Beiträge von Michael G.

    Hallo Sabi(e)ne,


    also ich kann mir das nicht erklären, was mich aber nicht weiter beunruhigt ;-).


    Es gibt halt Dinge zwischen Himmel und Erde die entziehen sich im ersten Moment meiner Auffassungsgabe. Solange jeden Morgen sich das feste Gefühl unter meinen Beinen beim Aufstehen einfindet bin ich eigentlich ganz zufrieden *g*


    Gruss Michael

    Äh-äh.....
    Ich hab ein 25A Ladegerät, und blaugeglühter Eisendraht 1,3mm x 25cm, braucht etwa 1,5s, bis das Wachs weich wird.


    Bist Du sicher das Du einen Eisendraht von 1,3mm durch die Rahmen ziehst? Wenn ich mich so umschaue dann finde ich bei den üblichen Zubehörläden so 0,34 mm oder 0,4mm Drähte.


    Gruss Michael

    Nö, das war der hier: http://cgi.ebay.de/ws/eBayISAPI.dll?ViewItem&item=350017321083&mpt=1201385974942&tGUID=2c4af69510d0a08460f22ebaffd888b1
    natürlich überteuert, aber war ein Versuch...Edelstahl-Stangenware in 1mm ist schwer zu kriegen...



    Besonders das Zeug ist überteuert da da die Stahlindustrie besonders gezaubert hat (Mo = Molybdän ), und es besonders gegen Säuren aller Art unempfindlich ist:


    WNr:__Kurzname______C______Cr________Mo_____Ni_________Zusatz
    1.4430 X2CrNiMo19-12 <0,02% 17,0/19,0% > 2,5% 11,0/13,0 % Mn


    Warum das bei Dir/Euch um den Faktor 10 (?) schneller geht weiss ich nicht.



    Meine Erfahrung mit meinen dünnen Edelstahldrähten ( sind immer schön blank ) ist jedoch, das ich entweder länger Spannung dranhalten muss um die MW zu erweichen ;-)


    Die Literatur (ua siehe Wikipedia) unterstützt mich in meiner Erfahrung.

    Hallo Michael G.,


    wenn ich Dich richtig verstehe habe ich mit einem regelbarem Märklintrafo -32V- von ebay genau das richtige?
    Und weit unter 50 €!


    Gruß
    Maisonkel


    Ja regelbar ist ideal, selbst wenn man einmal die Länge ändert ( waagerecht/senkrecht drahten, 3/4/5 mal ) dann kann man die Spannung anpassen.

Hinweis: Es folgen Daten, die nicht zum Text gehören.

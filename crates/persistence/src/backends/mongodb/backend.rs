//! MongoDB backend implementation.

use std::fmt::Debug;
use std::sync::Arc;
use std::time::Duration;

use async_trait::async_trait;
use mongodb::bson::{self, Bson, doc};
use mongodb::error::{Error as MongoError, ErrorKind, WriteFailure};
use mongodb::options::{ClientOptions, IndexOptions};
use mongodb::{Client, Collection, IndexModel};
use serde::{Deserialize, Serialize};

use crate::core::{
    Backend, BackendCapability, BackendKind, ConnectionHandle, ConnectionManager, Connector,
};
use crate::error::{BackendError, StorageError, StorageResult};
use crate::tenant::NamingRules;
use crate::types::{CollectionRef, IndexKind, IndexSpec};

pub(crate) const BACKEND_NAME: &str = "mongodb";

/// Identifier field used by MongoDB.
pub const ID_FIELD: &str = "_id";

pub(crate) const DUPLICATE_KEY: i32 = 11000;
const NAMESPACE_NOT_FOUND: i32 = 26;
const NAMESPACE_EXISTS: i32 = 48;

/// Configuration for the MongoDB backend.
#[derive(Debug, Clone, Serialize, Deserialize)]
pub struct MongoBackendConfig {
    /// Application name reported to the server (default: `"neutrino"`).
    #[serde(default = "default_app_name")]
    pub app_name: String,

    /// Maximum connections in the driver pool (default: 10).
    #[serde(default = "default_max_pool_size")]
    pub max_pool_size: u32,

    /// How long to wait for a usable server (default: 5000).
    #[serde(default = "default_server_selection_timeout_ms")]
    pub server_selection_timeout_ms: u64,

    /// Bound on the initial connect and ping (default: 5000).
    #[serde(default = "default_connect_timeout_ms")]
    pub connect_timeout_ms: u64,
}

fn default_app_name() -> String {
    "neutrino".to_string()
}

fn default_max_pool_size() -> u32 {
    10
}

fn default_server_selection_timeout_ms() -> u64 {
    5000
}

fn default_connect_timeout_ms() -> u64 {
    5000
}

impl Default for MongoBackendConfig {
    fn default() -> Self {
        Self {
            app_name: default_app_name(),
            max_pool_size: default_max_pool_size(),
            server_selection_timeout_ms: default_server_selection_timeout_ms(),
            connect_timeout_ms: default_connect_timeout_ms(),
        }
    }
}

/// Opens MongoDB clients and checks them with a `ping`.
#[derive(Debug, Clone)]
pub struct MongoConnector {
    config: MongoBackendConfig,
}

impl MongoConnector {
    /// Creates a connector with the given driver settings.
    pub fn new(config: MongoBackendConfig) -> Self {
        Self { config }
    }
}

#[async_trait]
impl Connector for MongoConnector {
    type Session = Client;

    fn backend_name(&self) -> &'static str {
        BACKEND_NAME
    }

    async fn connect(&self, connection_string: &str) -> Result<Client, BackendError> {
        let mut options = ClientOptions::parse(connection_string)
            .await
            .map_err(connection_failed)?;
        options.app_name = Some(self.config.app_name.clone());
        options.max_pool_size = Some(self.config.max_pool_size);
        options.server_selection_timeout =
            Some(Duration::from_millis(self.config.server_selection_timeout_ms));
        options.connect_timeout = Some(Duration::from_millis(self.config.connect_timeout_ms));

        let client = Client::with_options(options).map_err(connection_failed)?;
        client
            .database("admin")
            .run_command(doc! { "ping": 1 })
            .await
            .map_err(connection_failed)?;
        Ok(client)
    }
}

fn connection_failed(err: MongoError) -> BackendError {
    BackendError::ConnectionFailed {
        backend_name: BACKEND_NAME.to_string(),
        message: err.to_string(),
    }
}

/// MongoDB document storage.
///
/// Collections are created on first use together with their
/// [`IndexSpec`]. Every operation works on its own clone of the shared
/// [`Client`], which is dropped when the operation ends, however it ends.
pub struct MongoBackend {
    connection_string: String,
    connections: Arc<ConnectionManager<MongoConnector>>,
}

impl Debug for MongoBackend {
    fn fmt(&self, f: &mut std::fmt::Formatter<'_>) -> std::fmt::Result {
        f.debug_struct("MongoBackend")
            .field(
                "connection_string",
                &crate::core::redact_connection_string(&self.connection_string),
            )
            .field("connections", &self.connections)
            .finish()
    }
}

impl MongoBackend {
    /// Creates a backend for `connection_string` with its own connection cache.
    pub fn new(connection_string: impl Into<String>, config: MongoBackendConfig) -> Self {
        let timeout = Duration::from_millis(config.connect_timeout_ms);
        let connections =
            ConnectionManager::new(MongoConnector::new(config)).with_connect_timeout(timeout);
        Self::with_connections(connection_string, Arc::new(connections))
    }

    /// Creates a backend that shares an existing connection cache.
    pub fn with_connections(
        connection_string: impl Into<String>,
        connections: Arc<ConnectionManager<MongoConnector>>,
    ) -> Self {
        Self {
            connection_string: connection_string.into(),
            connections,
        }
    }

    /// The connection cache used by this backend.
    pub fn connections(&self) -> &Arc<ConnectionManager<MongoConnector>> {
        &self.connections
    }

    /// Acquires the client and provisions `collection`.
    ///
    /// Returns the handle (for invalidation) and a collection bound to a
    /// fresh client clone.
    pub(crate) async fn prepare(
        &self,
        collection: &CollectionRef,
    ) -> StorageResult<(Arc<ConnectionHandle<Client>>, Collection<bson::Document>)> {
        let handle = self.connections.acquire(&self.connection_string).await?;
        let client = handle.session().clone();
        handle
            .provisioner()
            .ensure(collection.database(), collection.name(), || {
                provision(&client, collection)
            })
            .await?;

        let coll = client
            .database(collection.database())
            .collection::<bson::Document>(collection.name());
        Ok((handle, coll))
    }
}

async fn provision(client: &Client, collection: &CollectionRef) -> StorageResult<()> {
    let db = client.database(collection.database());
    let existing = db
        .list_collection_names()
        .filter(doc! { "name": collection.name() })
        .await?;

    if !existing.iter().any(|name| name == collection.name()) {
        match db.create_collection(collection.name()).await {
            Ok(()) => {
                tracing::info!(backend = BACKEND_NAME, collection = %collection, "Created collection");
            }
            Err(err) if error_code(&err) == Some(NAMESPACE_EXISTS) => {
                tracing::debug!(backend = BACKEND_NAME, collection = %collection, "Collection created concurrently");
            }
            Err(err) => return Err(err.into()),
        }
    }

    if let Some(index) = collection.index() {
        db.collection::<bson::Document>(collection.name())
            .create_index(index_model(index))
            .await?;
        tracing::info!(
            backend = BACKEND_NAME,
            collection = %collection,
            index = %index.index_name(),
            "Ensured index"
        );
    }
    Ok(())
}

/// Builds the driver index model for `spec`.
pub(crate) fn index_model(spec: &IndexSpec) -> IndexModel {
    let mut keys = bson::Document::new();
    for key in &spec.keys {
        let order = match key.kind {
            IndexKind::Ascending => Bson::Int32(1),
            IndexKind::Descending => Bson::Int32(-1),
            IndexKind::Text => Bson::String("text".to_string()),
        };
        keys.insert(key.field.clone(), order);
    }

    let options = IndexOptions::builder()
        .name(spec.index_name())
        .unique(spec.unique)
        .sparse(spec.sparse)
        .build();
    IndexModel::builder().keys(keys).options(options).build()
}

/// Server error code carried by a command or write error.
pub(crate) fn error_code(err: &MongoError) -> Option<i32> {
    match err.kind.as_ref() {
        ErrorKind::Command(command) => Some(command.code),
        ErrorKind::Write(WriteFailure::WriteError(write)) => Some(write.code),
        ErrorKind::Write(WriteFailure::WriteConcernError(concern)) => Some(concern.code),
        _ => None,
    }
}

/// Maps a driver error from a CRUD call to a storage error.
///
/// A missing namespace forgets the provisioning of `collection`.
pub(crate) fn query_failed(
    handle: &ConnectionHandle<Client>,
    collection: &CollectionRef,
    err: MongoError,
) -> StorageError {
    let message = err.to_string();
    match err.kind.as_ref() {
        ErrorKind::ServerSelection { .. }
        | ErrorKind::Io(_)
        | ErrorKind::ConnectionPoolCleared { .. } => BackendError::Unavailable {
            backend_name: BACKEND_NAME.to_string(),
            message,
        }
        .into(),
        ErrorKind::Command(_) | ErrorKind::Write(_) => {
            if error_code(&err) == Some(NAMESPACE_NOT_FOUND) {
                handle
                    .provisioner()
                    .invalidate(collection.database(), collection.name());
            }
            BackendError::QueryError { message }.into()
        }
        _ => err.into(),
    }
}

#[async_trait]
impl Backend for MongoBackend {
    fn kind(&self) -> BackendKind {
        BackendKind::MongoDB
    }

    fn name(&self) -> &'static str {
        BACKEND_NAME
    }

    fn capabilities(&self) -> Vec<BackendCapability> {
        vec![
            BackendCapability::Crud,
            BackendCapability::Projection,
            BackendCapability::SecondaryIndexes,
        ]
    }

    fn id_field(&self) -> &'static str {
        ID_FIELD
    }

    fn naming_rules(&self) -> &NamingRules {
        &NamingRules::MONGODB
    }

    async fn health_check(&self) -> Result<(), BackendError> {
        let handle = match self.connections.acquire(&self.connection_string).await {
            Ok(handle) => handle,
            Err(StorageError::Backend(err)) => return Err(err),
            Err(err) => {
                return Err(BackendError::Unavailable {
                    backend_name: BACKEND_NAME.to_string(),
                    message: err.to_string(),
                });
            }
        };
        handle
            .session()
            .database("admin")
            .run_command(doc! { "ping": 1 })
            .await
            .map(|_| ())
            .map_err(|err| BackendError::Unavailable {
                backend_name: BACKEND_NAME.to_string(),
                message: err.to_string(),
            })
    }
}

    Das Ding ist auch ideal im Sommer. Falls man unvorhergesehen 'Nachwuchs' bekommen hat und aufeinmal im Sommer 'nacharbeiten' muss. Der Unterschied von ~10 Grad im Winter und vielleicht 20 Grad oder mehr im Sommer macht sich dann durch das schnellere durchfallen der MW bemerkbar.


    Gruss Michael

    Michael G.


    Wenn ich das Ladegrät an die Battrie klemme bekomme ich Funken auch wenn ich nur Kurz an tippe beim Draht aber nicht.


    Was ist das für ein Teil was ich da gekauft habe.


    Das Teil überprüft in Bruchteilen von Sekunden ob dahinter wirklich eine aufladbare Batterie hängt. Eine funktionstüchtige Batterie 'wehrt' sich gegen den eingeprägten Strom durch eine Gegenspannung, ein Draht (fast) niemals. ( Auch hier muss ich korrekterweise ein fast einschieben )



    Gruss Michael

    Äh-äh.....
    Ich hab ein 25A Ladegerät, und blaugeglühter Eisendraht 1,3mm x 25cm, braucht etwa 1,5s, bis das Wachs weich wird.
    Im Herbst hatten wir 1mm Edelstahl-Schweißdrähte, und da schweißt es jedesmal in 0,2s fast die Klemmen am Draht fest, und das Wachs fällt praktisch sofort durch.
    Irgendwas stimmt nach deiner Beschreibung dann aber nicht....:wink:


    Ja das ist ein Problem was ich so nicht klären kann, weil ich Deinen Edelstahl-Schweissdraht nicht kenne. Ich vermute jedoch, das dort ein hoher Anteil an Kupfer eingemischt wurde.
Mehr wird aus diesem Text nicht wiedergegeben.